Since March 2011, Syria has been embroiled in an armed conflict, with a number of countries in the region and beyond involved militarily or otherwise. As a result, a number of self-proclaimed political entities have emerged on Syrian territory, including the Syrian opposition, Rojava, Tahrir al-Sham and Islamic State of Iraq and the Levant. Syria is ranked last on the Global Peace Index, making it the most violent country in the world due to the war, although life continues normally for most of its citizens as of December 2017. The war caused 470,000 deaths (February 2016 SCPR estimate), 7.6 million internally displaced people (July 2015 UNHCR estimate) and over 5 million refugees (July 2017 registered by UNHCR), making population assessment difficult in recent years.

Etymology

Several sources indicate that the name Syria is derived from the 8th century BC Luwian term "Sura/i", and the derivative ancient Greek name: Σύριοι, Sýrioi, or Σύροι, Sýroi, both of which originally derived from Aššūrāyu (Assyria) in northern Mesopotamia. However, from the Seleucid Empire (323–150 BC), this term was also applied to The Levant, and from this point the Greeks applied the term without distinction between the Assyrians of Mesopotamia and Arameans of the Levant.
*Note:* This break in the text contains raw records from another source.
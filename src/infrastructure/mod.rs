pub mod binance_market_data;
pub mod execution_client_factory;
pub mod paper_execution;
pub mod static_research;
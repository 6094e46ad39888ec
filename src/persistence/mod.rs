//! Persistence Layer
//!
//! SQLite journal for the decision log, trade history and ledger checkpoints,
//! via sqlx. Ledger state survives restarts through the last checkpoint.
//!
//! # Database Schema
//!
//! ## decision_log
//! - id: autoincrement
//! - timestamp, asset, decision ("execute" | "monitor" | "skip"), confidence, reasoning
//! - outcome: JSON-encoded execution outcome
//!
//! ## trades
//! - id: venue order id or generated id
//! - symbol, chain, venue, side ("buy" | "sell"), size, price, fee, timestamp
//! - status: "pending" | "filled" | "cancelled"
//!
//! ## ledger_state / ledger_positions
//! - one balance row per account, plus the open positions at the last checkpoint

pub mod models;
pub mod repository;

use sqlx::sqlite::{SqliteConnectOptions, SqlitePool, SqlitePoolOptions};
use std::path::Path;
use std::str::FromStr;
use tracing::info;

/// Database connection pool
pub type DbPool = SqlitePool;

#[derive(Debug, thiserror::Error)]
pub enum DatabaseError {
    #[error("Database connection error: {0}")]
    ConnectionError(#[from] sqlx::Error),

    #[error("Migration error: {0}")]
    MigrationError(String),

    #[error("Query error: {0}")]
    QueryError(String),

    #[error("Corrupt record: {0}")]
    CorruptRecord(String),
}

/// Initialize the database connection pool and run migrations
///
/// # Arguments
/// - `database_url`: e.g. "sqlite://data/hedgepilot.db", or "sqlite::memory:" in tests
pub async fn init_database(database_url: &str) -> Result<DbPool, DatabaseError> {
    info!("Initializing database: {}", database_url);

    if let Some(db_path) = database_url.strip_prefix("sqlite://") {
        if let Some(parent) = Path::new(db_path).parent() {
            if !parent.as_os_str().is_empty() {
                std::fs::create_dir_all(parent).map_err(|e| {
                    DatabaseError::ConnectionError(sqlx::Error::Configuration(Box::new(e)))
                })?;
            }
        }
    }

    let options = SqliteConnectOptions::from_str(database_url)?.create_if_missing(true);

    // Every connection to an in-memory database sees its own empty database.
    let max_connections = if database_url.contains(":memory:") { 1 } else { 5 };
    let pool = SqlitePoolOptions::new()
        .max_connections(max_connections)
        .connect_with(options)
        .await?;

    run_migrations(&pool).await?;

    info!("Database initialized");
    Ok(pool)
}

const MIGRATIONS: &[(&str, &str)] = &[
    (
        "decision_log",
        r#"
        CREATE TABLE IF NOT EXISTS decision_log (
            id INTEGER PRIMARY KEY AUTOINCREMENT,
            timestamp DATETIME NOT NULL,
            asset TEXT NOT NULL,
            decision TEXT NOT NULL CHECK(decision IN ('execute', 'monitor', 'skip')),
            confidence REAL NOT NULL,
            reasoning TEXT NOT NULL,
            outcome TEXT NOT NULL
        )
        "#,
    ),
    (
        "trades",
        r#"
        CREATE TABLE IF NOT EXISTS trades (
            id TEXT PRIMARY KEY,
            symbol TEXT NOT NULL,
            chain TEXT NOT NULL,
            venue TEXT NOT NULL,
            side TEXT NOT NULL CHECK(side IN ('buy', 'sell')),
            size REAL NOT NULL,
            price REAL NOT NULL,
            fee REAL NOT NULL DEFAULT 0.0,
            timestamp DATETIME NOT NULL,
            status TEXT NOT NULL CHECK(status IN ('pending', 'filled', 'cancelled'))
        )
        "#,
    ),
    (
        "ledger_state",
        r#"
        CREATE TABLE IF NOT EXISTS ledger_state (
            account_id TEXT PRIMARY KEY,
            balance REAL NOT NULL,
            updated_at DATETIME NOT NULL
        )
        "#,
    ),
    (
        "ledger_positions",
        r#"
        CREATE TABLE IF NOT EXISTS ledger_positions (
            account_id TEXT NOT NULL,
            symbol TEXT NOT NULL,
            chain TEXT NOT NULL,
            venue TEXT NOT NULL,
            side TEXT NOT NULL CHECK(side IN ('long', 'short')),
            size REAL NOT NULL,
            entry_price REAL NOT NULL,
            current_price REAL NOT NULL,
            leverage REAL NOT NULL,
            stop_loss REAL,
            take_profit REAL,
            opened_at DATETIME NOT NULL,
            updated_at DATETIME NOT NULL,
            PRIMARY KEY (account_id, symbol, chain, venue)
        )
        "#,
    ),
    (
        "idx_decision_log_timestamp",
        "CREATE INDEX IF NOT EXISTS idx_decision_log_timestamp ON decision_log(timestamp)",
    ),
    (
        "idx_trades_timestamp",
        "CREATE INDEX IF NOT EXISTS idx_trades_timestamp ON trades(timestamp)",
    ),
    (
        "idx_trades_symbol",
        "CREATE INDEX IF NOT EXISTS idx_trades_symbol ON trades(symbol)",
    ),
];

/// Run database migrations. Every statement is idempotent.
async fn run_migrations(pool: &DbPool) -> Result<(), DatabaseError> {
    info!("Running database migrations...");

    for (name, statement) in MIGRATIONS {
        sqlx::query(statement).execute(pool).await.map_err(|e| {
            DatabaseError::MigrationError(format!("Failed to create {}: {}", name, e))
        })?;
    }

    info!("Database migrations completed");
    Ok(())
}
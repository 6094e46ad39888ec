//! PortfolioLedger - single source of truth for open positions and trade history
//!
//! Derived totals (exposure, pnl, margin) are recomputed from scratch after every
//! mutation, so they can never drift from the positions they summarize.

use crate::domain::entities::position::{price_key, Position, PositionKey};
use crate::domain::entities::trade::{Trade, TradeStatus};
use crate::domain::errors::LedgerError;
use chrono::{DateTime, Utc};
use serde::{Deserialize, Serialize};
use std::collections::{BTreeMap, HashMap, HashSet};
use tracing::debug;

/// Serializable checkpoint of the ledger's persistent state.
#[derive(Debug, Clone, PartialEq, Serialize, Deserialize)]
pub struct LedgerSnapshot {
    pub account_id: String,
    pub balance: f64,
    pub positions: Vec<Position>,
    /// Trade history, oldest first. Needed to rebuild the daily volume.
    #[serde(default)]
    pub trades: Vec<Trade>,
    pub taken_at: DateTime<Utc>,
}

#[derive(Debug, Clone)]
pub struct PortfolioLedger {
    account_id: String,
    balance: f64,
    positions: BTreeMap<PositionKey, Position>,
    trades: Vec<Trade>,
    trade_ids: HashSet<String>,

    total_exposure: f64,
    total_pnl: f64,
    used_margin: f64,
    available_margin: f64,
}

impl PortfolioLedger {
    pub fn new(account_id: &str, balance: f64) -> Self {
        let mut ledger = Self {
            account_id: account_id.to_string(),
            balance,
            positions: BTreeMap::new(),
            trades: Vec::new(),
            trade_ids: HashSet::new(),
            total_exposure: 0.0,
            total_pnl: 0.0,
            used_margin: 0.0,
            available_margin: 0.0,
        };
        ledger.recalculate();
        ledger
    }

    /// Rebuild a ledger from a checkpoint. Every restored position is re-validated
    /// and trade ids must stay unique.
    pub fn restore(snapshot: LedgerSnapshot) -> Result<Self, LedgerError> {
        let mut ledger = Self::new(&snapshot.account_id, snapshot.balance);
        for position in snapshot.positions {
            ledger.add_position(position)?;
        }
        for trade in snapshot.trades {
            ledger.add_trade(trade)?;
        }
        Ok(ledger)
    }

    pub fn snapshot(&self, taken_at: DateTime<Utc>) -> LedgerSnapshot {
        LedgerSnapshot {
            account_id: self.account_id.clone(),
            balance: self.balance,
            positions: self.positions.values().cloned().collect(),
            trades: self.trades.clone(),
            taken_at,
        }
    }

    pub fn account_id(&self) -> &str {
        &self.account_id
    }

    pub fn balance(&self) -> f64 {
        self.balance
    }

    pub fn total_exposure(&self) -> f64 {
        self.total_exposure
    }

    pub fn total_pnl(&self) -> f64 {
        self.total_pnl
    }

    pub fn used_margin(&self) -> f64 {
        self.used_margin
    }

    pub fn available_margin(&self) -> f64 {
        self.available_margin
    }

    /// Balance plus unrealized pnl.
    pub fn equity(&self) -> f64 {
        self.balance + self.total_pnl
    }

    /// Open positions in key order.
    pub fn positions(&self) -> impl Iterator<Item = &Position> {
        self.positions.values()
    }

    pub fn position_count(&self) -> usize {
        self.positions.len()
    }

    pub fn position(&self, key: &PositionKey) -> Option<&Position> {
        self.positions.get(key)
    }

    /// First open position on `symbol`, on any chain or venue.
    pub fn position_for_symbol(&self, symbol: &str) -> Option<&Position> {
        self.positions.values().find(|p| p.symbol == symbol)
    }

    pub fn trades(&self) -> &[Trade] {
        &self.trades
    }

    /// Insert or replace the position under its key.
    pub fn add_position(&mut self, mut position: Position) -> Result<(), LedgerError> {
        position.validate()?;
        position.recompute_pnl();
        let key = position.key();
        debug!("Ledger upsert {} {} size={}", key, position.side, position.size);
        self.positions.insert(key, position);
        self.recalculate();
        Ok(())
    }

    pub fn close_position(&mut self, key: &PositionKey) -> Option<Position> {
        let removed = self.positions.remove(key);
        if removed.is_some() {
            debug!("Ledger closed {}", key);
            self.recalculate();
        }
        removed
    }

    pub fn add_trade(&mut self, trade: Trade) -> Result<(), LedgerError> {
        if !self.trade_ids.insert(trade.id.clone()) {
            return Err(LedgerError::DuplicateTrade(trade.id));
        }
        self.trades.push(trade);
        Ok(())
    }

    /// Move a pending trade to its terminal status. Terminal trades are immutable.
    pub fn settle_trade(&mut self, id: &str, status: TradeStatus) -> Result<(), LedgerError> {
        let trade = self
            .trades
            .iter_mut()
            .find(|t| t.id == id)
            .ok_or_else(|| LedgerError::TradeNotFound(id.to_string()))?;

        if trade.status.is_terminal() {
            return Err(LedgerError::TradeAlreadySettled {
                id: id.to_string(),
                status: trade.status.as_str().to_string(),
            });
        }
        trade.status = status;
        Ok(())
    }

    pub fn update_balance(&mut self, balance: f64) -> Result<(), LedgerError> {
        if !balance.is_finite() {
            return Err(LedgerError::InvalidBalance(balance));
        }
        self.balance = balance;
        self.recalculate();
        Ok(())
    }

    /// Mark positions to market. Prices are keyed `symbol-chain`; missing keys are left alone.
    pub fn update_position_prices(&mut self, prices: &HashMap<String, f64>, at: DateTime<Utc>) {
        for position in self.positions.values_mut() {
            let key = price_key(&position.symbol, &position.chain);
            if let Some(&price) = prices.get(&key) {
                if price.is_finite() && price > 0.0 {
                    position.mark(price, at);
                }
            }
        }
        self.recalculate();
    }

    /// Filled notional since 00:00 UTC of `now`'s day.
    pub fn daily_volume(&self, now: DateTime<Utc>) -> f64 {
        let day_start = now.date_naive().and_hms_opt(0, 0, 0).map(|d| d.and_utc());
        self.trades
            .iter()
            .filter(|t| t.status == TradeStatus::Filled)
            .filter(|t| day_start.map_or(true, |start| t.timestamp >= start))
            .map(Trade::notional)
            .sum()
    }

    fn recalculate(&mut self) {
        self.total_exposure = self.positions.values().map(Position::notional).sum();
        self.total_pnl = self.positions.values().map(|p| p.pnl).sum();
        self.used_margin = self.positions.values().map(Position::required_margin).sum();
        self.available_margin = self.balance - self.used_margin;
    }
}

#[cfg(test)]
mod tests {
    use super::*;
    use crate::domain::entities::position::PositionSide;
    use crate::config::RiskLimits;
    use crate::domain::entities::trade::TradeSide;
    use crate::domain::services::risk_engine::{ProposedTrade, RiskEngine, TradeRejection};
    use chrono::TimeZone;

    fn position(symbol: &str, chain: &str, side: PositionSide, size: f64, entry: f64, leverage: f64) -> Position {
        let key = PositionKey::new(symbol, chain, chain);
        Position::open(&key, side, size, entry, leverage, Utc::now()).unwrap()
    }

    fn assert_margin_invariant(ledger: &PortfolioLedger) {
        let used: f64 = ledger.positions().map(|p| p.size * p.entry_price / p.leverage).sum();
        assert!((ledger.used_margin() - used).abs() < 1e-9);
        assert!((ledger.available_margin() - (ledger.balance() - used)).abs() < 1e-9);
    }

    #[test]
    fn test_new_ledger_has_full_margin() {
        let ledger = PortfolioLedger::new("acct", 10_000.0);
        assert_eq!(ledger.available_margin(), 10_000.0);
        assert_eq!(ledger.total_exposure(), 0.0);
        assert_margin_invariant(&ledger);
    }

    #[test]
    fn test_add_position_upserts_by_key() {
        let mut ledger = PortfolioLedger::new("acct", 10_000.0);
        ledger
            .add_position(position("BTC-USD", "hyperliquid", PositionSide::Long, 1.0, 5_000.0, 5.0))
            .unwrap();
        ledger
            .add_position(position("BTC-USD", "hyperliquid", PositionSide::Long, 2.0, 5_000.0, 5.0))
            .unwrap();

        assert_eq!(ledger.position_count(), 1);
        assert_eq!(ledger.used_margin(), 2_000.0);
        assert_eq!(ledger.available_margin(), 8_000.0);
        assert_margin_invariant(&ledger);
    }

    #[test]
    fn test_margin_invariant_after_every_mutation() {
        let mut ledger = PortfolioLedger::new("acct", 5_000.0);
        ledger
            .add_position(position("BTC-USD", "hyperliquid", PositionSide::Long, 0.1, 50_000.0, 10.0))
            .unwrap();
        assert_margin_invariant(&ledger);
        ledger
            .add_position(position("ETH-USD", "ethereum", PositionSide::Short, 1.0, 3_000.0, 2.0))
            .unwrap();
        assert_margin_invariant(&ledger);
        ledger.update_balance(4_000.0).unwrap();
        assert_margin_invariant(&ledger);

        let mut prices = HashMap::new();
        prices.insert("ETH-USD-ethereum".to_string(), 2_900.0);
        ledger.update_position_prices(&prices, Utc::now());
        assert_margin_invariant(&ledger);

        ledger.close_position(&PositionKey::new("BTC-USD", "hyperliquid", "hyperliquid"));
        assert_margin_invariant(&ledger);
        assert_eq!(ledger.position_count(), 1);
    }

    #[test]
    fn test_price_update_recomputes_pnl() {
        let mut ledger = PortfolioLedger::new("acct", 10_000.0);
        ledger
            .add_position(position("ETH-USD", "ethereum", PositionSide::Short, 2.0, 3_000.0, 1.0))
            .unwrap();

        let mut prices = HashMap::new();
        prices.insert("ETH-USD-ethereum".to_string(), 2_800.0);
        prices.insert("ETH-USD-arbitrum".to_string(), 1.0);
        ledger.update_position_prices(&prices, Utc::now());

        assert_eq!(ledger.total_pnl(), 400.0);
        assert_eq!(ledger.total_exposure(), 5_600.0);
        assert_eq!(ledger.equity(), 10_400.0);
    }

    #[test]
    fn test_duplicate_trade_rejected() {
        let mut ledger = PortfolioLedger::new("acct", 10_000.0);
        let key = PositionKey::new("BTC-USD", "hyperliquid", "hyperliquid");
        let trade = Trade::filled("t-1".into(), &key, TradeSide::Buy, 0.1, 50_000.0, 5.0, Utc::now());
        ledger.add_trade(trade.clone()).unwrap();
        assert_eq!(
            ledger.add_trade(trade),
            Err(LedgerError::DuplicateTrade("t-1".to_string()))
        );
    }

    #[test]
    fn test_settle_only_from_pending() {
        let mut ledger = PortfolioLedger::new("acct", 10_000.0);
        let key = PositionKey::new("BTC-USD", "hyperliquid", "hyperliquid");
        let mut trade = Trade::filled("t-1".into(), &key, TradeSide::Buy, 0.1, 50_000.0, 5.0, Utc::now());
        trade.status = TradeStatus::Pending;
        ledger.add_trade(trade).unwrap();

        ledger.settle_trade("t-1", TradeStatus::Cancelled).unwrap();
        assert!(matches!(
            ledger.settle_trade("t-1", TradeStatus::Filled),
            Err(LedgerError::TradeAlreadySettled { .. })
        ));
        assert!(matches!(
            ledger.settle_trade("missing", TradeStatus::Filled),
            Err(LedgerError::TradeNotFound(_))
        ));
    }

    #[test]
    fn test_daily_volume_counts_today_filled_only() {
        let mut ledger = PortfolioLedger::new("acct", 10_000.0);
        let key = PositionKey::new("BTC-USD", "hyperliquid", "hyperliquid");
        let now = Utc.with_ymd_and_hms(2024, 5, 2, 12, 0, 0).unwrap();
        let yesterday = Utc.with_ymd_and_hms(2024, 5, 1, 23, 59, 0).unwrap();

        ledger
            .add_trade(Trade::filled("a".into(), &key, TradeSide::Buy, 1.0, 100.0, 0.0, now))
            .unwrap();
        ledger
            .add_trade(Trade::filled("b".into(), &key, TradeSide::Buy, 1.0, 500.0, 0.0, yesterday))
            .unwrap();
        let mut cancelled = Trade::filled("c".into(), &key, TradeSide::Buy, 1.0, 900.0, 0.0, now);
        cancelled.status = TradeStatus::Cancelled;
        ledger.add_trade(cancelled).unwrap();

        assert_eq!(ledger.daily_volume(now), 100.0);
    }

    #[test]
    fn test_snapshot_restore() {
        let mut ledger = PortfolioLedger::new("acct", 7_500.0);
        ledger
            .add_position(position("SOL-USD", "solana", PositionSide::Long, 10.0, 150.0, 3.0))
            .unwrap();
        let snapshot = ledger.snapshot(Utc::now());

        let restored = PortfolioLedger::restore(snapshot).unwrap();
        assert_eq!(restored.balance(), 7_500.0);
        assert_eq!(restored.position_count(), 1);
        assert_eq!(restored.used_margin(), ledger.used_margin());
        assert!(restored.position_for_symbol("SOL-USD").is_some());
    }

    #[test]
    fn test_restore_keeps_daily_volume() {
        let now = Utc::now();
        let key = PositionKey::new("BTC-USD", "hyperliquid", "hyperliquid");
        let mut ledger = PortfolioLedger::new("acct", 100_000.0);
        ledger
            .add_trade(Trade::filled("t-1".into(), &key, TradeSide::Buy, 0.999, 50_000.0, 0.0, now))
            .unwrap();
        let before = ledger.daily_volume(now);
        assert!((before - 49_950.0).abs() < 1e-6);

        let restored = PortfolioLedger::restore(ledger.snapshot(now)).unwrap();
        assert_eq!(restored.daily_volume(now), before);
        assert_eq!(restored.trades().len(), 1);

        // A restart must not reopen the daily volume budget.
        let risk = RiskEngine::new(RiskLimits::default());
        let trade = ProposedTrade {
            size: 0.002,
            entry_price: 50_000.0,
            leverage: 2.0,
            stop_loss: 49_500.0,
        };
        assert!(matches!(
            risk.validate_trade(&trade, &restored, now),
            Err(TradeRejection::DailyVolumeExceeded { .. })
        ));
    }

    #[test]
    fn test_restore_rejects_duplicate_trade_ids() {
        let now = Utc::now();
        let key = PositionKey::new("BTC-USD", "hyperliquid", "hyperliquid");
        let trade = Trade::filled("t-1".into(), &key, TradeSide::Buy, 0.01, 50_000.0, 0.0, now);
        let mut snapshot = PortfolioLedger::new("acct", 1_000.0).snapshot(now);
        snapshot.trades = vec![trade.clone(), trade];

        assert!(matches!(
            PortfolioLedger::restore(snapshot),
            Err(LedgerError::DuplicateTrade(_))
        ));
    }

    #[test]
    fn test_update_balance_rejects_nan() {
        let mut ledger = PortfolioLedger::new("acct", 1.0);
        assert!(ledger.update_balance(f64::NAN).is_err());
        assert_eq!(ledger.balance(), 1.0);
    }
}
Mainstream modern academic opinion strongly favours the argument that the Greek word is related to the cognate Ἀσσυρία, Assyria, ultimately derived from the Akkadian Aššur. The Greek name appears to correspond to Phoenician ʾšr "Assur", ʾšrym "Assyrians", recorded in the 8th century BC Çineköy inscription.

The area designated by the word has changed over time. Classically, Syria lies at the eastern end of the Mediterranean, between Arabia to the south and Asia Minor to the north, stretching inland to include parts of Iraq, and having an uncertain border to the northeast that Pliny the Elder describes as including, from west to east, Commagene, Sophene, and Adiabene.

By Pliny's time, however, this larger Syria had been divided into a number of provinces under the Roman Empire (but politically independent from each other): Judaea, later renamed Palaestina in AD 135 (the region corresponding to modern-day Israel, the Palestinian Territories, and Jordan) in the extreme southwest; Phoenice (established in 194 AD) corresponding to modern Lebanon, Damascus and Homs regions; Coele-Syria (or "Hollow Syria") south of the Eleutheris river, and Iraq.